By integrating FedEx Supply Chain’s assets and nearly 10,000 team members, CEVA Logistics will become a leading contract logistics provider in North America, the company states in a press release. The combined entity would operate approximately 150 warehouses, expanding CEVA’s overall presence in North America to a combined workforce of 20,000 people across more than 240 locations.
“By streamlining our portfolio, FedEx is better positioned to execute our long-term vision and continue to serve as the heartbeat of the industrial economy, delivering unmatched connectivity, reliability, and value to our customers globally,” said Raj Subramaniam, president and CEO of FedEx.
CBP Opens Phase 2 IEEPA Refund Portal
Tariffs were also a hot topic in June, but not for the usual reasons. This time, U.S. Customs and Border Protection (CBP) confirmed that Phase 2 of the process for refunding duties paid by importers of record under the International Emergency Economic Powers Act (IEEPA) would be open for business on June 29th.

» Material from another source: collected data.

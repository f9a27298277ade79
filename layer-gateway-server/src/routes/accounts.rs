use axum::extract::rejection::JsonRejection;
use axum::extract::{Path, State};
use axum::routing::{delete, get, post};
use axum::{Json, Router};
use layer_gateway::{AccountInfo, CodeOutcome, PhoneNumber, SessionInfo, StartOutcome};
use serde::{Deserialize, Deserializer, Serialize};

use super::{AppState, phone_param};
use crate::error::ApiError;

pub fn router() -> Router<AppState> {
    Router::new()
        .route("/start", post(start))
        .route("/verify-code", post(verify_code))
        .route("/verify-password", post(verify_password))
        .route("/list", get(list))
        .route("/{phone_number}", delete(remove))
        .route("/{phone_number}/info", get(info))
}

// ─── Schemas ──────────────────────────────────────────────────────────────────

#[derive(Debug, Deserialize)]
pub struct StartRequest {
    pub phone_number: PhoneNumber,
}

#[derive(Debug, Deserialize)]
pub struct CodeRequest {
    pub phone_number:    PhoneNumber,
    #[serde(deserialize_with = "text_or_number")]
    pub code:            String,
    pub phone_code_hash: String,
}

#[derive(Debug, Deserialize)]
pub struct PasswordRequest {
    pub phone_number: PhoneNumber,
    pub password:     String,
}

/// Codes arrive as `"12345"` or `12345`.
fn text_or_number<'de, D: Deserializer<'de>>(d: D) -> Result<String, D::Error> {
    #[derive(Deserialize)]
    #[serde(untagged)]
    enum Raw {
        Text(String),
        Number(u64),
    }
    Ok(match Raw::deserialize(d)? {
        Raw::Text(s)   => s,
        Raw::Number(n) => n.to_string(),
    })
}

#[derive(Debug, Serialize)]
pub struct StartResponse {
    pub status:          &'static str,
    pub message:         &'static str,
    #[serde(skip_serializing_if = "Option::is_none")]
    pub phone_code_hash: Option<String>,
}

#[derive(Debug, Serialize)]
pub struct UserView {
    pub id:           i64,
    pub username:     Option<String>,
    pub phone_number: PhoneNumber,
}

#[derive(Debug, Serialize)]
pub struct AuthResponse {
    pub status:  &'static str,
    pub message: &'static str,
    #[serde(skip_serializing_if = "Option::is_none")]
    pub user:    Option<UserView>,
}

#[derive(Debug, Serialize)]
pub struct MessageResponse {
    pub message: &'static str,
}

impl AuthResponse {
    fn success(state: &AppState, phone: &PhoneNumber) -> Self {
        let user = state
            .manager
            .list_sessions()
            .into_iter()
            .find(|s| &s.phone_number == phone)
            .map(|s| UserView { id: s.user_id, username: s.username, phone_number: s.phone_number });
        Self { status: "success", message: "Authentication successful", user }
    }
}

// ─── Handlers ─────────────────────────────────────────────────────────────────

async fn start(
    State(state): State<AppState>,
    body: Result<Json<StartRequest>, JsonRejection>,
) -> Result<Json<StartResponse>, ApiError> {
    let Json(req) = body?;
    let res = match state.manager.start_auth(&req.phone_number, &state.app).await? {
        StartOutcome::CodeSent { phone_code_hash } => StartResponse {
            status:          "code_sent",
            message:         "Code sent to phone number",
            phone_code_hash: Some(phone_code_hash),
        },
        StartOutcome::AlreadyAuthorized => StartResponse {
            status:          "already_authorized",
            message:         "Account is already authorized",
            phone_code_hash: None,
        },
    };
    Ok(Json(res))
}

async fn verify_code(
    State(state): State<AppState>,
    body: Result<Json<CodeRequest>, JsonRejection>,
) -> Result<Json<AuthResponse>, ApiError> {
    let Json(req) = body?;
    let outcome = state
        .manager
        .verify_code(&req.phone_number, &req.code, &req.phone_code_hash)
        .await?;
    Ok(Json(match outcome {
        CodeOutcome::Success          => AuthResponse::success(&state, &req.phone_number),
        CodeOutcome::PasswordRequired => AuthResponse {
            status:  "2fa_required",
            message: "2FA password required",
            user:    None,
        },
    }))
}

async fn verify_password(
    State(state): State<AppState>,
    body: Result<Json<PasswordRequest>, JsonRejection>,
) -> Result<Json<AuthResponse>, ApiError> {
    let Json(req) = body?;
    state.manager.verify_password(&req.phone_number, &req.password).await?;
    Ok(Json(AuthResponse::success(&state, &req.phone_number)))
}

async fn list(State(state): State<AppState>) -> Json<Vec<SessionInfo>> {
    Json(state.manager.list_sessions())
}

async fn remove(
    State(state): State<AppState>,
    Path(phone_number): Path<String>,
) -> Result<Json<MessageResponse>, ApiError> {
    let phone = phone_param(&phone_number)?;
    state.manager.remove_session(&phone).await?;
    Ok(Json(MessageResponse { message: "Session removed successfully" }))
}

async fn info(
    State(state): State<AppState>,
    Path(phone_number): Path<String>,
) -> Result<Json<AccountInfo>, ApiError> {
    let phone = phone_param(&phone_number)?;
    Ok(Json(state.manager.account_info(&phone, &state.app).await?))
}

According to MSN, the portal is for businesses that want to claim their part of $166 billion in tariff refunds, with payments expected within 90 days. It says more than 3,000 companies—including FedEx, Costco, Skechers, Toyota and Nintendo of America—have sued for refunds.
“While some CEOs see the refunds as meaningful, they remain cautious amid ongoing trade policy shifts,” MSN adds. “High portal traffic caused some technical issues, but many applicants managed quick submissions.”
In Other News
Also in June, a leak of confidential data belonging to the Indian manufacturer Tata Electronics exposed strategic Apple and Tesla information on the dark web. Digitalshield says the compromised files included detailed supplier lists, names of essential components and photographs of the upcoming iPhone 18 Pro model.
“In total, at least six specific files have been identified that directly associate hundreds of pieces of the new [iPhone] with their respective subcontracted manufacturers,” Digitalshield reports. “The leak covers technical specifications of the integrated circuits of the motherboard, as well as elements of the battery and camera systems.”
Apple made headlines again in June when it bumped up the price of some of its most popular products. The company blamed the increase on higher chip prices as data centers and other super users consume much of the world’s memory chip supply.
Welcome to “RAM-ageddon,” Fortune warns, “the theatrically named phenomenon caused by a severe shortage of computer memory chips.” It says Apple is the latest of a string of PC and gadget makers who have hiked prices in recent months to make up for the rising cost of RAM and NAND memory.
“The reason for the price hikes is no secret to anyone who’s been paying attention,” Fortune adds. “It’s all about AI, specifically the unprecedented industry-wide build out of the data centers that power AI services like OpenAI’s ChatGPT, Anthropic’s Claude, and Google’s Gemini.”